Human will is quite complex so we can reasonably expect to be spending quite a lot of time in undermodelling. But that is a very different thing from being unmodellable.
It’s not about what the human would do in a given situation. It’s about values – not everything we do reflects our values. Eating meat when you’d rather be vegetarian, smoking when you’d rather not, etc. How do you distinguish biases from fundamental intuitions? How do you infer values from mere observations of behavior? There are a bunch of problems described in this sequence. Not to mention stuff I discuss here about how values may remain under-defined even if we specify a suitable reflection procedure and have people undergo that procedure.
Ineffective values do not need to be considered for a utility function as they do not effect what gets strived for. If you say “I will choose B” and still choose A you are still choosing A. You are not required to be aware of your utility function.
That is a lot of material to go throught en masse, so I will need some sharper pointers of relevance to actually engage.
Uff, a future where humans get more of what they’re striving for but without adjusting for biases and ineffectual values? Why would you care about saving our species, then?
It sounds like people are using “utility function” in different ways in this thread.
I do think that there is a lot of confusion and definitional ground work would probably bear fruit.
If one is trying to “save” some fictious homo economicus that significantly differs from human, that is not really humans.
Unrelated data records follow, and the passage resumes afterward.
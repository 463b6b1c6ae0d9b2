//! In-process store backend.

use async_trait::async_trait;
use chrono::NaiveDate;
use std::sync::Arc;
use tokio::sync::RwLock;
use tracing::debug;

use super::StoreBackend;
use crate::error::{DaybookError, Result};
use crate::model::{
    ActionableInstance, CoverageRequest, CoverageRequestId, InstanceId, InstanceKey, InstanceNote,
    NoteId, UserId,
};

#[derive(Debug, Default)]
struct Tables {
    instances: Vec<ActionableInstance>,
    notes: Vec<InstanceNote>,
    coverage: Vec<CoverageRequest>,
}

/// Store backend keeping all rows in memory.
///
/// Clones share the same tables. A failure message can be injected with
/// [`MemoryBackend::fail_with`] to exercise store-error paths.
#[derive(Debug, Clone, Default)]
pub struct MemoryBackend {
    tables: Arc<RwLock<Tables>>,
    unique_instances: bool,
    failure: Arc<std::sync::RwLock<Option<String>>>,
}

impl MemoryBackend {
    #[must_use]
    pub fn new() -> Self {
        Self::default()
    }

    /// Reject a second instance row for the same (user, kind, entity, date).
    #[must_use]
    pub fn with_unique_instances(mut self) -> Self {
        self.unique_instances = true;
        self
    }

    /// Make every subsequent call fail with `message`.
    pub fn fail_with(&self, message: &str) {
        if let Ok(mut slot) = self.failure.write() {
            *slot = Some(message.to_string());
        }
    }

    /// Stop injecting failures.
    pub fn recover(&self) {
        if let Ok(mut slot) = self.failure.write() {
            *slot = None;
        }
    }

    /// Total instance rows across all users.
    pub async fn instance_count(&self) -> usize {
        self.tables.read().await.instances.len()
    }

    fn check(&self, operation: &str) -> Result<()> {
        match self.failure.read().ok().and_then(|slot| slot.clone()) {
            Some(message) => Err(DaybookError::store(operation, message)),
            None => Ok(()),
        }
    }
}

fn matches_key(instance: &ActionableInstance, user: &UserId, key: &InstanceKey) -> bool {
    &instance.user_id == user
        && instance.kind == key.kind
        && instance.entity_id == key.entity_id
        && instance.date == key.date
}

#[async_trait]
impl StoreBackend for MemoryBackend {
    async fn find_instances(
        &self,
        user: &UserId,
        key: &InstanceKey,
    ) -> Result<Vec<ActionableInstance>> {
        self.check("find_instances")?;
        let tables = self.tables.read().await;
        Ok(tables
            .instances
            .iter()
            .filter(|i| matches_key(i, user, key))
            .cloned()
            .collect())
    }

    async fn list_instances(
        &self,
        user: &UserId,
        from: NaiveDate,
        to: NaiveDate,
    ) -> Result<Vec<ActionableInstance>> {
        self.check("list_instances")?;
        let tables = self.tables.read().await;
        let mut rows: Vec<ActionableInstance> = tables
            .instances
            .iter()
            .filter(|i| &i.user_id == user && i.date >= from && i.date <= to)
            .cloned()
            .collect();
        // Stable sort keeps insertion order among equal keys.
        rows.sort_by(|a, b| a.date.cmp(&b.date).then(a.created_at.cmp(&b.created_at)));
        Ok(rows)
    }

    async fn insert_instance(&self, instance: ActionableInstance) -> Result<ActionableInstance> {
        self.check("insert_instance")?;
        let mut tables = self.tables.write().await;
        if self.unique_instances {
            let key = instance.key();
            if let Some(existing) = tables
                .instances
                .iter()
                .find(|i| matches_key(i, &instance.user_id, &key))
            {
                debug!(key = %key, "Unique instance already present");
                return Ok(existing.clone());
            }
        }
        tables.instances.push(instance.clone());
        Ok(instance)
    }

    async fn update_instance(&self, instance: &ActionableInstance) -> Result<bool> {
        self.check("update_instance")?;
        let mut tables = self.tables.write().await;
        match tables
            .instances
            .iter_mut()
            .find(|i| i.id == instance.id && i.user_id == instance.user_id)
        {
            Some(row) => {
                *row = instance.clone();
                Ok(true)
            }
            None => Ok(false),
        }
    }

    async fn list_notes(&self, instance: InstanceId) -> Result<Vec<InstanceNote>> {
        self.check("list_notes")?;
        let tables = self.tables.read().await;
        let mut notes: Vec<InstanceNote> = tables
            .notes
            .iter()
            .filter(|n| n.instance_id == instance)
            .cloned()
            .collect();
        notes.sort_by_key(|n| n.created_at);
        Ok(notes)
    }

    async fn insert_note(&self, note: InstanceNote) -> Result<InstanceNote> {
        self.check("insert_note")?;
        self.tables.write().await.notes.push(note.clone());
        Ok(note)
    }

    async fn delete_note(&self, author: &UserId, note: NoteId) -> Result<bool> {
        self.check("delete_note")?;
        let mut tables = self.tables.write().await;
        let before = tables.notes.len();
        tables
            .notes
            .retain(|n| !(n.id == note && &n.author == author));
        Ok(tables.notes.len() < before)
    }

    async fn list_coverage(&self, instance: InstanceId) -> Result<Vec<CoverageRequest>> {
        self.check("list_coverage")?;
        let tables = self.tables.read().await;
        let mut requests: Vec<CoverageRequest> = tables
            .coverage
            .iter()
            .filter(|r| r.instance_id == instance)
            .cloned()
            .collect();
        requests.sort_by_key(|r| r.requested_at);
        Ok(requests)
    }

    async fn get_coverage(&self, id: CoverageRequestId) -> Result<Option<CoverageRequest>> {
        self.check("get_coverage")?;
        let tables = self.tables.read().await;
        Ok(tables.coverage.iter().find(|r| r.id == id).cloned())
    }

    async fn insert_coverage(&self, request: CoverageRequest) -> Result<CoverageRequest> {
        self.check("insert_coverage")?;
        self.tables.write().await.coverage.push(request.clone());
        Ok(request)
    }

    async fn update_coverage(&self, request: &CoverageRequest) -> Result<bool> {
        self.check("update_coverage")?;
        let mut tables = self.tables.write().await;
        match tables
            .coverage
            .iter_mut()
            .find(|r| r.id == request.id && r.is_open())
        {
            Some(row) => {
                row.covered_by = request.covered_by.clone();
                row.status = request.status;
                row.responded_at = request.responded_at;
                Ok(true)
            }
            None => Ok(false),
        }
    }

    async fn list_open_coverage(&self, excluding: &UserId) -> Result<Vec<CoverageRequest>> {
        self.check("list_open_coverage")?;
        let tables = self.tables.read().await;
        let mut requests: Vec<CoverageRequest> = tables
            .coverage
            .iter()
            .filter(|r| r.is_open() && &r.requested_by != excluding)
            .cloned()
            .collect();
        requests.sort_by_key(|r| r.requested_at);
        Ok(requests)
    }
}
A world view where humans-as-is is too broken to bother salvaging is rather bleak. I see that the transition away from biases can be modelled has having a utility function with biases and then describing a utility function “without biases” the “how the behaviour should be” and arguing what kind of tweaks we need to make into the gears so that we get from the first white box to the target white box. Part of this is getting the “broken state of humans” to be modelled accurately. If we can get a computer to follow that we would hit aligned exactly-medium-AI. Then we can ramp up the virtuosity of the behaviour (by providing a more laudable utility function).
There seems to be an approach where we just describe the “ideal behaviour utility function” and try to get the computers to do that. Without any of the humans having the capability to know or to follow such a utility function. First make it laudable and then make it reminiscent of humans (hopefully making it human approvable).
The exactly-medium-AI function is not problematically ambigious. “Ideal reasoning behaviour” is under significant and hard-to-reconcile difference of opinion. “Human utility function” refers to exactly-medium-AI but only run on carbon.
I would benefit and appriciate if anyone bothers to fish out conflicting or inconsistent use of the concept.